DATA FOR THIS TASK section start
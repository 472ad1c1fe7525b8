//! Core value types shared by the primitives.
//!
//! - [`cancel`]: Cancellation reason and kind types

pub mod cancel;

pub use cancel::{CancelKind, CancelReason};
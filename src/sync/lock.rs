//! A mutex that owns the value it protects.
//!
//! The value is only reachable inside [`Lock::lock`], so it can never be
//! touched without holding the mutex.
//!
//! # Example
//!
//! ```
//! use coopsync::Lock;
//! use futures_lite::future;
//!
//! let counter = Lock::new(0u32);
//! let total = future::block_on(counter.lock(async |n: &mut u32| {
//!     *n += 1;
//!     *n
//! }));
//! assert_eq!(total, 1);
//! ```

use std::cell::RefCell;
use std::future::Future;

use crate::cancel::CancelToken;
use crate::error::Result;
use crate::sync::mutex::Mutex;
use crate::sync::uncancelled;

/// Exclusive async access to an owned value.
#[derive(Debug, Default)]
pub struct Lock<T> {
    mutex: Mutex,
    value: RefCell<T>,
}

impl<T> Lock<T> {
    /// Creates a new lock around `value`.
    #[must_use]
    pub const fn new(value: T) -> Self {
        Self {
            mutex: Mutex::new(),
            value: RefCell::new(value),
        }
    }

    /// Returns true if some task is inside [`lock`](Self::lock).
    #[must_use]
    pub fn locked(&self) -> bool {
        self.mutex.locked()
    }

    /// Runs `f` with exclusive access to the value and returns its result.
    ///
    /// The mutex is released on every exit path, including a panic in `f`.
    /// The caller queues for access when this method is called.
    pub fn lock<F, R>(&self, f: F) -> impl Future<Output = R>
    where
        F: AsyncFnOnce(&mut T) -> R,
    {
        let acquire = self.mutex.acquire();
        async move {
            let _guard = uncancelled(acquire.await);
            let mut value = self.value.borrow_mut();
            f(&mut value).await
        }
    }

    /// Like [`lock`](Self::lock), but gives up waiting when `token` fires.
    ///
    /// # Errors
    ///
    /// Returns [`SyncError::Cancelled`](crate::SyncError::Cancelled) if
    /// `token` fires before access is granted; `f` is not run in that case.
    pub fn lock_with<F, R>(&self, token: &CancelToken, f: F) -> impl Future<Output = Result<R>>
    where
        F: AsyncFnOnce(&mut T) -> R,
    {
        let acquire = self.mutex.acquire_with(token);
        async move {
            let _guard = acquire.await?;
            let mut value = self.value.borrow_mut();
            Ok(f(&mut value).await)
        }
    }
}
DATA FOR THIS TASK section end
▶ [ASSIGNMENT] Repeat the entries above exactly, beginning at their first line and ending with the line that contains "let acquire = self.mutex.acquire_with(token);", with nothing added.

▶ [TASK OUTPUT]
repository 472ad1c1fe7525b8
//! Core value types shared by the primitives.
//!
//! - [`cancel`]: Cancellation reason and kind types

pub mod cancel;

pub use cancel::{CancelKind, CancelReason};
filename src/sync/lock.rs
//! A mutex that owns the value it protects.
//!
//! The value is only reachable inside [`Lock::lock`], so it can never be
//! touched without holding the mutex.
//!
//! # Example
//!
//! ```
//! use coopsync::Lock;
//! use futures_lite::future;
//!
//! let counter = Lock::new(0u32);
//! let total = future::block_on(counter.lock(async |n: &mut u32| {
//!     *n += 1;
//!     *n
//! }));
//! assert_eq!(total, 1);
//! ```

use std::cell::RefCell;
use std::future::Future;

use crate::cancel::CancelToken;
use crate::error::Result;
use crate::sync::mutex::Mutex;
use crate::sync::uncancelled;

/// Exclusive async access to an owned value.
#[derive(Debug, Default)]
pub struct Lock<T> {
    mutex: Mutex,
    value: RefCell<T>,
}

impl<T> Lock<T> {
    /// Creates a new lock around `value`.
    #[must_use]
    pub const fn new(value: T) -> Self {
        Self {
            mutex: Mutex::new(),
            value: RefCell::new(value),
        }
    }

    /// Returns true if some task is inside [`lock`](Self::lock).
    #[must_use]
    pub fn locked(&self) -> bool {
        self.mutex.locked()
    }

    /// Runs `f` with exclusive access to the value and returns its result.
    ///
    /// The mutex is released on every exit path, including a panic in `f`.
    /// The caller queues for access when this method is called.
    pub fn lock<F, R>(&self, f: F) -> impl Future<Output = R>
    where
        F: AsyncFnOnce(&mut T) -> R,
    {
        let acquire = self.mutex.acquire();
        async move {
            let _guard = uncancelled(acquire.await);
            let mut value = self.value.borrow_mut();
            f(&mut value).await
        }
    }

    /// Like [`lock`](Self::lock), but gives up waiting when `token` fires.
    ///
    /// # Errors
    ///
    /// Returns [`SyncError::Cancelled`](crate::SyncError::Cancelled) if
    /// `token` fires before access is granted; `f` is not run in that case.
    pub fn lock_with<F, R>(&self, token: &CancelToken, f: F) -> impl Future<Output = Result<R>>
    where
        F: AsyncFnOnce(&mut T) -> R,
    {
        let acquire = self.mutex.acquire_with(token);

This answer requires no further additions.